Charles Marsden (Charles Edwards), a writer, worships her, but she has no more passion for him than for a comfortable old pair of slippers. Charles, meanwhile, is jealous of her friendship with Edmund Darrell (Darren Pettie), a doctor – though Edmund insists his concern is for her psychological well-being, and encourages her to find what he imagines will be peace in marriage to dopily besotted adman Sam Evans (Jason Watkins).
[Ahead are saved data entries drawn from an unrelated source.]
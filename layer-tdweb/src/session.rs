//! The session: one client, its login state and the UI actions on top.

use crate::auth::{AuthPhase, AuthorizationMachine, Effect};
use crate::catalog::{ChatCatalog, ChatSummary};
use crate::config::Config;
use crate::errors::{ActionError, InitError, InvocationError};
use crate::factory::ClientFactory;
use crate::functions::{
    CheckAuthenticationCode, CheckDatabaseEncryptionKey, RemoteCall, Request, Response,
    SetAuthenticationPhoneNumber, SetTdlibParameters,
};
use crate::host::{Binding, GlobalScope, HostMap};
use crate::invoker::Invoker;
use crate::locator::ModuleLocator;
use crate::ui::{Ui, UiSignal};
use crate::update::{self, Update, UpdateSink, UpdateStream};

// ─── SessionContext ───────────────────────────────────────────────────────────

/// Everything the session knows about its client.
///
/// Empty until [`Session::initialize`] succeeds; cleared again when the
/// authorization state reaches `closed`.
#[derive(Debug, Default)]
pub struct SessionContext {
    client:      Option<Binding>,
    invoker:     Option<Invoker>,
    authorized:  bool,
    phone_entry: bool,
}

impl SessionContext {
    pub fn is_initialized(&self) -> bool { self.invoker.is_some() }

    pub fn is_authorized(&self) -> bool { self.authorized }

    /// Whether a phone number may currently be submitted.
    pub fn phone_entry_enabled(&self) -> bool { self.phone_entry }

    pub fn client(&self) -> Option<&Binding> { self.client.as_ref() }

    pub fn invoker(&self) -> Result<&Invoker, InvocationError> {
        self.invoker.as_ref().ok_or(InvocationError::NotInitialized)
    }

    pub async fn invoke(&self, request: &Request) -> Result<Response, InvocationError> {
        self.invoker()?.invoke(request).await
    }

    pub async fn call<R: RemoteCall>(&self, call: &R) -> Result<Response, InvocationError> {
        self.invoker()?.call(call).await
    }

    fn clear(&mut self) {
        self.client      = None;
        self.invoker     = None;
        self.authorized  = false;
        self.phone_entry = false;
    }
}

// ─── Session ──────────────────────────────────────────────────────────────────

/// A TDLib web session driven by UI actions and pushed updates.
///
/// ```rust,no_run
/// # async fn f(scope: layer_tdweb::HostMap, ui: impl layer_tdweb::Ui) -> Result<(), Box<dyn std::error::Error>> {
/// use layer_tdweb::{Config, Session};
///
/// let config  = Config::from_ui_input("12345", "0123456789abcdef")?;
/// let mut session = Session::new(config, ui);
/// let mut updates = session.initialize(&scope).await?;
/// session.send_phone_number("+15550100").await?;
/// while let Some(update) = updates.next().await {
///     session.handle_update(&update).await;
/// }
/// # Ok(()) }
/// ```
pub struct Session<U: Ui> {
    config:  Config,
    ui:      U,
    context: SessionContext,
    machine: AuthorizationMachine,
}

impl<U: Ui> Session<U> {
    pub fn new(config: Config, ui: U) -> Self {
        ui.set_status("Ready. Enter API_ID/API_HASH and initialize TDLib.");
        Self { config, ui, context: SessionContext::default(), machine: AuthorizationMachine::new() }
    }

    pub fn config(&self) -> &Config { &self.config }

    pub fn ui(&self) -> &U { &self.ui }

    pub fn context(&self) -> &SessionContext { &self.context }

    pub fn phase(&self) -> AuthPhase { self.machine.phase() }

    // ── Initialization ─────────────────────────────────────────────────────

    /// Locate the module in `scope`, create and adapt a client, attach the
    /// update handler and send the TDLib parameters.
    ///
    /// Replaces any previous client. The returned stream yields the updates
    /// the client pushes; feed them to [`Session::handle_update`].
    pub async fn initialize(&mut self, scope: &dyn GlobalScope) -> Result<UpdateStream, InitError> {
        self.ui.set_status("Loading TDLib (WASM) module …");
        self.context.clear();
        self.machine = AuthorizationMachine::new();

        match self.try_initialize(scope).await {
            Ok((client, invoker, updates)) => {
                self.context.client  = Some(client);
                self.context.invoker = Some(invoker);
                self.set_phone_entry(true);
                self.ui.set_status("TDLib initialized. Please send your phone number.");
                tracing::info!("[layer-tdweb] client initialized ✓");
                Ok(updates)
            }
            Err(e) => {
                tracing::error!("[layer-tdweb] initialization failed: {e}");
                self.ui.set_status(&format!("Initialization failed: {e}"));
                Err(e)
            }
        }
    }

    async fn try_initialize(
        &self,
        scope: &dyn GlobalScope,
    ) -> Result<(Binding, Invoker, UpdateStream), InitError> {
        let locator = ModuleLocator::new(self.config.candidates.iter().cloned());
        let located = locator.locate(scope).await.ok_or_else(|| InitError::ModuleNotFound {
            candidates: locator.candidates().to_vec(),
        })?;
        tracing::info!("[layer-tdweb] TDLib module found under {}", located.name);

        let (sink, updates) = UpdateSink::channel();
        let options = Binding::from(HostMap::new().with("onUpdate", sink.callback()));

        let client  = ClientFactory::from_config(&self.config).instantiate(&located.module, &options).await?;
        let invoker = Invoker::adapt(&client, self.config.key_sample_limit)?;
        update::register(&client, &sink);

        tracing::info!(
            "[layer-tdweb] sending setTdlibParameters with api_id={} (api_hash not logged)",
            self.config.api_id
        );
        let params = SetTdlibParameters { parameters: self.config.tdlib_parameters() };
        invoker.call(&params).await?.into_result()?;
        invoker.call(&CheckDatabaseEncryptionKey::default()).await?.into_result()?;

        Ok((client, invoker, updates))
    }

    // ── Requests ───────────────────────────────────────────────────────────

    /// Send a raw request through the current client.
    pub async fn invoke(&self, request: &Request) -> Result<Response, InvocationError> {
        self.context.invoke(request).await
    }

    /// Submit the phone number typed into the UI.
    pub async fn send_phone_number(&mut self, raw: &str) -> Result<(), ActionError> {
        let phone = raw.trim();
        let result = self.submit_phone(phone).await;
        match &result {
            Ok(()) => {
                self.ui.set_status("Phone number sent. Waiting for the code (check SMS or the Telegram app).");
                self.ui.signal(UiSignal::CodeEntry(true));
            }
            Err(e) => self.report("Sending the phone number failed", e),
        }
        result
    }

    async fn submit_phone(&self, phone: &str) -> Result<(), ActionError> {
        if phone.is_empty() {
            return Err(ActionError::EmptyInput("phone number"));
        }
        self.context.invoker()?;
        if !self.context.phone_entry {
            return Err(ActionError::PhoneEntryDisabled);
        }
        self.ui.set_status("Sending phone number to Telegram …");
        self.context.call(&SetAuthenticationPhoneNumber::new(phone)).await?.into_result()?;
        Ok(())
    }

    /// Submit the login code typed into the UI.
    pub async fn send_code(&mut self, raw: &str) -> Result<(), ActionError> {
        let code = raw.trim();
        let result = self.submit_code(code).await;
        match &result {
            Ok(())  => self.ui.set_status("Code sent. Waiting for authorization …"),
            Err(e)  => self.report("Verifying the code failed", e),
        }
        result
    }

    async fn submit_code(&self, code: &str) -> Result<(), ActionError> {
        if code.is_empty() {
            return Err(ActionError::EmptyInput("code"));
        }
        self.context.invoker()?;
        self.ui.set_status("Sending code for verification …");
        let call = CheckAuthenticationCode { code: code.to_string() };
        self.context.call(&call).await?.into_result()?;
        Ok(())
    }

    // ── Chats ──────────────────────────────────────────────────────────────

    /// The chat list, without touching the UI.
    pub async fn fetch_chats(&self) -> Result<Vec<ChatSummary>, InvocationError> {
        ChatCatalog::new(self.config.chat_limit).fetch(&self.context).await
    }

    /// Fetch the chat list and render it.
    pub async fn refresh_chats(&mut self) -> Result<Vec<ChatSummary>, InvocationError> {
        self.ui.set_status("Loading chats …");
        let result = self.fetch_chats().await;
        match &result {
            Ok(chats) => {
                self.ui.render_chats(chats);
                if chats.is_empty() {
                    self.ui.set_status("No chats found.");
                } else {
                    self.ui.set_status(&format!("Chats loaded ({}).", chats.len()));
                }
            }
            Err(e) => self.report("Loading chats failed", e),
        }
        result
    }

    // ── Updates ────────────────────────────────────────────────────────────

    /// Apply one pushed update.
    pub async fn handle_update(&mut self, update: &Update) {
        for effect in self.machine.on_update(update) {
            match effect {
                Effect::Status(text)   => self.ui.set_status(&text),
                Effect::Signal(signal) => self.emit(signal),
                Effect::MarkAuthorized => self.context.authorized = true,
                Effect::ClearSession   => {
                    tracing::info!("[layer-tdweb] session closed, dropping client");
                    self.context.clear();
                }
                Effect::FetchChats => {
                    // Failures are already on the status line.
                    let _ = self.refresh_chats().await;
                }
            }
        }
    }

    /// Apply every update already queued on `updates`. Returns how many there were.
    pub async fn drain(&mut self, updates: &mut UpdateStream) -> usize {
        let mut n = 0;
        while let Some(update) = updates.try_next() {
            self.handle_update(&update).await;
            n += 1;
        }
        n
    }

    /// Apply updates until the session closes or the client stops sending.
    pub async fn run(&mut self, mut updates: UpdateStream) {
        while let Some(update) = updates.next().await {
            self.handle_update(&update).await;
            if self.machine.is_closed() {
                break;
            }
        }
    }

    fn emit(&mut self, signal: UiSignal) {
        if let UiSignal::PhoneEntry(enabled) = signal {
            self.context.phone_entry = enabled;
        }
        self.ui.signal(signal);
    }

    fn set_phone_entry(&mut self, enabled: bool) {
        self.emit(UiSignal::PhoneEntry(enabled));
    }

    fn report(&self, action: &str, error: &dyn std::error::Error) {
        tracing::warn!("[layer-tdweb] {action}: {error}");
        self.ui.set_status(&format!("{action}: {error}"));
    }
}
Nina submits to the arrangement, consoling herself with the prospect of a child into whom she can pour all her stymied love; she quickly becomes pregnant, but when Sam’s mother reveals a tendency to mental illness in the Evans family, likely to be inherited by the baby Nina is carrying, she is agonisingly thwarted once again. With implacable deliberation, she hits on a “scientific” solution – she will abort her baby, have an affair with Edmund, bear his child and raise it as her's and Sam’s. Thus, she reasons, she will bring happiness to both her husband and herself. As the decades pass and the Evans’ fortunes improve materially, Gilmour’s revolving sets propel us from a shabby sitting room to a glossy lounge with spiralling staircase encased in ornate wrought iron – an elegant art deco prison – to the deck of a boat. It’s a saga of an unconventional and decidedly dysfunctional family.

In its original version, the play is challengingly lengthy, running at over four hours, and O’Neill’s main formal innovation is to include frequent asides in which the characters divulge their outspoken thoughts directly to the audience. Godwin’s production trims the text considerably, so that it comes in at closer to three and a half hours, and moves at quite a lick. As for the confessional asides, they have a curious flattening effect on the action. To the modern ear and eye they seem sometimes to be doing a slightly unnecessary job of explication, filling in subtextual gaps that as an audience we can plug for ourselves.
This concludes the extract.